Martínez, un joven argentino, decide emprender un viaje por Alemania para intentar localizar a un viejo profesor de filosofía -cercano al círculo de Heideggar- y discutir con él la traducción al español de uno de sus libros. Sin embargo, lo que en un principio iba a ser una simple visita deriva en una persecución por toda Alemania, un juego de espejos, laberintos, falsas pistas y equívocos a través del cual perseguidor y acaban revelando su identidad
Patricio Pron (1975) es autor de los volúmenes de relatos Hombres infames (1999), El vuelo magnífico de la noche (2001) y El mundo sin las personas que lo afean y lo arruinan (Literatura Mondadori, 2010), y de las novelas Formas de morir (1998), Nadadores muertos (2001), Una puta mierda (2007) El comienzo de la primavera (Literatura Mondadori, 2008), ganadora del Premio Jaén de Novela y distinguida por la Fundación José Manuel Lara como una de las cinco mejores obras publicadas en España ese año y El espíritu de mis padres sigue subiendo en la lluvia (Literatura Mondadori, 2011) que será publicada en las editoriales más prestigiosas del panorama internacional, destacando Faber and Faber en Reino Unido, Flammarion en Francia y Knopf en Estados Unidos. Su trabajo ha sido premiado en numerosas ocasiones, entre otros con el premio Juan Rulfo de Relato de 2004, y antologado en Argentina, España, Alemania, Estados Unidos, Colombia y Cuba. Recientemente, la revista inglesa Granta lo ha escogido como uno de los veintidós mejores escritores jóvenes en español del momento. Pron es doctor en filología románica por la Universidad Georg-August de Göttingen (Alemania). En la actualidad vive en Madrid, donde trabaja como traductor y crítico.
Malo malo malo. Lo he dejado alrededor de la página 100. Llevaba 80 pensándomelo, pero la escena en la que hace decir estupideces a Heidegger ha sido la puntilla. El estilo es insoportable, a un tiempo pomposo y cutre, como la propia historia. El prota, Martínez, anda siguiéndole la pista a un tal Hollenbach, supuestamente el tercer pilar -junto a Heidegger y Wittgenstein, clasificación de Pron- de la filosofía alemana del siglo XX. Claro, si le das unas credenciales semejantes a uno de tus personajes, o lo sacas poco o más te vale tener un par de ideas interesantes. Pero no, Pron lo saca, con toda su jeta nos habla de su filosofía, y ésta resulta estar compuesta de un par de ideas nada originales sobre la Historia. Y lo de Heidegger: Hollenbach, en su juventud, se le acerca un día para plantearle un problema ético. Heidegger -famosamente indiferente a la ética-, con la arrogancia que Pron les debe de suponer a los genios, le responde: "Mañana tendrá usted la respuesta". La respuesta, al final, es un simplismo fascistoide, a la altura de Pron, no de Heidegger. Y es que Heidegger fue muchas cosas, sí, pero simple y superficial, nunca. De Pron no se puede decir lo mismo. Este tipejo se cree unas 100 veces más inteligente de lo que es.

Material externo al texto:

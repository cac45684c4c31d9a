use std::sync::Arc;

use anyhow::{Context, Result};
use async_nats::{
    ConnectOptions,
    jetstream::{self, consumer::DeliverPolicy, stream},
};
use log::info;
use rustls::{ClientConfig, RootCertStore, crypto::ring};

use crate::config::{app_config::CertificateProvider, nats_config::NatsConfig};

pub struct NatsConsumer {
    nats_config: NatsConfig,
}

impl NatsConsumer {
    pub fn new(nats_config: NatsConfig) -> Self {
        NatsConsumer { nats_config }
    }

    fn client_configuration(certificate_provider: &impl CertificateProvider) -> Result<ClientConfig> {
        let mut store = RootCertStore::empty();
        let ca = certificate_provider.root_ca()?;
        let cert = certificate_provider.certificate()?;
        let private_key = certificate_provider.private_key()?;
        store.add(ca).context("Unable to trust the root CA")?;
        ClientConfig::builder_with_provider(Arc::new(ring::default_provider()))
            .with_safe_default_protocol_versions()
            .context("Unable to select TLS protocol versions")?
            .with_root_certificates(store)
            .with_client_auth_cert(vec![cert], private_key)
            .context("Unable to build client configuration!")
    }

    pub async fn connect(&self) -> Result<async_nats::Client> {
        let client_config = &self.nats_config.client;
        let mut options = ConnectOptions::new().name("motion-alarm");
        if let Some(cert) = &client_config.cert {
            options = options
                .tls_client_config(Self::client_configuration(cert)?)
                .require_tls(true);
        }
        if let Some(creds_path) = &client_config.creds_path {
            options = options
                .credentials_file(creds_path)
                .await
                .with_context(|| format!("Cannot read credentials file {}", creds_path))?;
        }

        let address = client_config.address();
        info!("Connecting to {address}");
        async_nats::connect_with_options(address, options)
            .await
            .context("Cannot connect to nats server")
    }

    pub async fn create_consumer(
        &self, context: &jetstream::Context,
    ) -> Result<jetstream::consumer::Consumer<jetstream::consumer::pull::Config>> {
        context
            .get_or_create_stream(self.stream_config())
            .await
            .map_err(|e| anyhow::anyhow!("Failed to create stream: {}", e))?
            .get_or_create_consumer(&self.nats_config.consumer.durable_name, self.consumer_config())
            .await
            .map_err(|e| anyhow::anyhow!("Failed to create consumer: {}", e))
    }

    fn stream_config(&self) -> jetstream::stream::Config {
        jetstream::stream::Config {
            name: self.nats_config.consumer.stream_name.to_string(),
            subjects: vec![self.nats_config.consumer.topic.to_string()],
            retention: stream::RetentionPolicy::Limits,
            ..Default::default()
        }
    }

    fn consumer_config(&self) -> jetstream::consumer::pull::Config {
        jetstream::consumer::pull::Config {
            durable_name: Some(self.nats_config.consumer.durable_name.to_string()),
            filter_subject: self.nats_config.consumer.topic.to_string(),
            deliver_policy: DeliverPolicy::New,
            ..Default::default()
        }
    }
}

Un menjunje que cruza el viaje iniciático de Los Detectives Salvajes, y la figura intelectual que rige La parte de Archimboldi de 2666. Un Bolañito para bolañitos.

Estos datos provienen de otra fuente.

pub mod app_config;
pub mod nats_config;
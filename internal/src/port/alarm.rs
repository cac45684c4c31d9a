use crate::domain::{
    alarm::AlarmOutcome,
    error::{AlarmServiceError, EventError},
    event::MotionEvent,
};

pub trait AlarmDriverPort {
    fn process(&self, event: MotionEvent) -> impl Future<Output = AlarmOutcome>;
    fn handle_malformed(&self, error: EventError) -> Result<AlarmOutcome, AlarmServiceError>;
}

No sé hasta qué punto esta novela pueda resultar interesante a alguien no familiarizado con la filosofía: Heidegger es apenas divertido en su relación con Arendt, apenas.

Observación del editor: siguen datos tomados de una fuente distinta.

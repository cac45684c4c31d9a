use chrono::{DateTime, TimeZone, Timelike, Utc};

use crate::domain::error::AlarmConfigError;

pub const DEFAULT_UPPER_BOUND: u32 = 20;
pub const DEFAULT_LOWER_BOUND: u32 = 6;
const LAST_HOUR: u32 = 23;

/// Hours of the day during which detected motion raises an alarm.
///
/// The window wraps around midnight: an hour is part of the night when it is
/// at or after `upper_bound`, or strictly before `lower_bound`.
#[derive(Debug, Clone, Copy, PartialEq, Eq)]
pub struct NightWindow {
    upper_bound: u32,
    lower_bound: u32,
}

impl Default for NightWindow {
    fn default() -> Self {
        NightWindow {
            upper_bound: DEFAULT_UPPER_BOUND,
            lower_bound: DEFAULT_LOWER_BOUND,
        }
    }
}

impl NightWindow {
    pub fn new(upper_bound: u32, lower_bound: u32) -> Result<Self, AlarmConfigError> {
        Self::validate_hour("upper", upper_bound)?;
        Self::validate_hour("lower", lower_bound)?;
        Ok(NightWindow {
            upper_bound,
            lower_bound,
        })
    }

    fn validate_hour(name: &'static str, value: u32) -> Result<(), AlarmConfigError> {
        if value > LAST_HOUR {
            return Err(AlarmConfigError::InvalidHour { name, value });
        }
        Ok(())
    }

    pub fn upper_bound(&self) -> u32 {
        self.upper_bound
    }

    pub fn lower_bound(&self) -> u32 {
        self.lower_bound
    }

    pub fn contains_hour(&self, hour: u32) -> bool {
        hour >= self.upper_bound || hour < self.lower_bound
    }

    /// Wall-clock hour of `at` in the given timezone.
    pub fn local_hour<Tz: TimeZone>(at: &DateTime<Utc>, timezone: &Tz) -> u32 {
        at.with_timezone(timezone).hour()
    }

    pub fn contains<Tz: TimeZone>(&self, at: &DateTime<Utc>, timezone: &Tz) -> bool {
        self.contains_hour(Self::local_hour(at, timezone))
    }
}

#[cfg(test)]
mod tests {
    use chrono::FixedOffset;

    use super::*;

    #[test]
    fn should_match_rule_for_every_hour() {
        let window = NightWindow::default();
        for hour in 0..=23 {
            assert_eq!(window.contains_hour(hour), hour >= 20 || hour < 6, "hour {hour}");
        }
    }

    #[test]
    fn should_include_upper_and_exclude_lower_bound() {
        let window = NightWindow::default();
        assert!(window.contains_hour(20));
        assert!(!window.contains_hour(6));
        assert!(window.contains_hour(5));
        assert!(!window.contains_hour(19));
    }

    #[test]
    fn should_honour_custom_bounds() {
        let window = NightWindow::new(22, 5).unwrap();
        assert!(window.contains_hour(22));
        assert!(window.contains_hour(0));
        assert!(window.contains_hour(4));
        assert!(!window.contains_hour(5));
        assert!(!window.contains_hour(21));
        assert_eq!(window.upper_bound(), 22);
        assert_eq!(window.lower_bound(), 5);
    }

    #[test]
    fn should_reject_hours_out_of_range() {
        assert_eq!(
            NightWindow::new(24, 6).unwrap_err(),
            AlarmConfigError::InvalidHour {
                name: "upper",
                value: 24
            }
        );
        assert_eq!(
            NightWindow::new(20, 30).unwrap_err(),
            AlarmConfigError::InvalidHour {
                name: "lower",
                value: 30
            }
        );
    }

    #[test]
    fn should_convert_to_local_hour_before_checking() {
        let window = NightWindow::default();
        // 05:30 UTC
        let at = DateTime::from_timestamp(1_704_087_000, 0).unwrap();
        let utc_plus_one = FixedOffset::east_opt(3600).unwrap();
        let utc_minus_ten = FixedOffset::east_opt(-10 * 3600).unwrap();

        assert_eq!(NightWindow::local_hour(&at, &Utc), 5);
        assert!(window.contains(&at, &Utc));
        assert_eq!(NightWindow::local_hour(&at, &utc_plus_one), 6);
        assert!(!window.contains(&at, &utc_plus_one));
        assert_eq!(NightWindow::local_hour(&at, &utc_minus_ten), 19);
        assert!(!window.contains(&at, &utc_minus_ten));
    }
}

Sería interesante saber qué vieron los jueces del Premio Jaén de Novela para dársela a esta. Con un estilo altisonante hace una especie de reproche de la historia y de la conciencia alemana de los últimos 70 años, puesta como un laberinto innecesario de personajes que son pero no son, que, sin proponer un tema muy novedoso, aburre en breve.
Lo he abandonado al 35% No hay quien lo digiera, es aburrido, pesado... Ni siquiera al tener dos puntos de vista te lo hace dinámico... Los personajes carecen de vida, de chispa que conecte con el lector. El abusivo uso de menciones a alemanes ilustres, tanto en el mundo educativo como en otros ámbitos es un despropósito. No te permite ponerte en contexto de nada. Y la obsesión del "protagonista" por el filósofo alemán es enfermiza..
Mi límite fue el suceso del gato en la bolsa de plástico. No. Podría haber sido muy interesante, pero resultó un horror.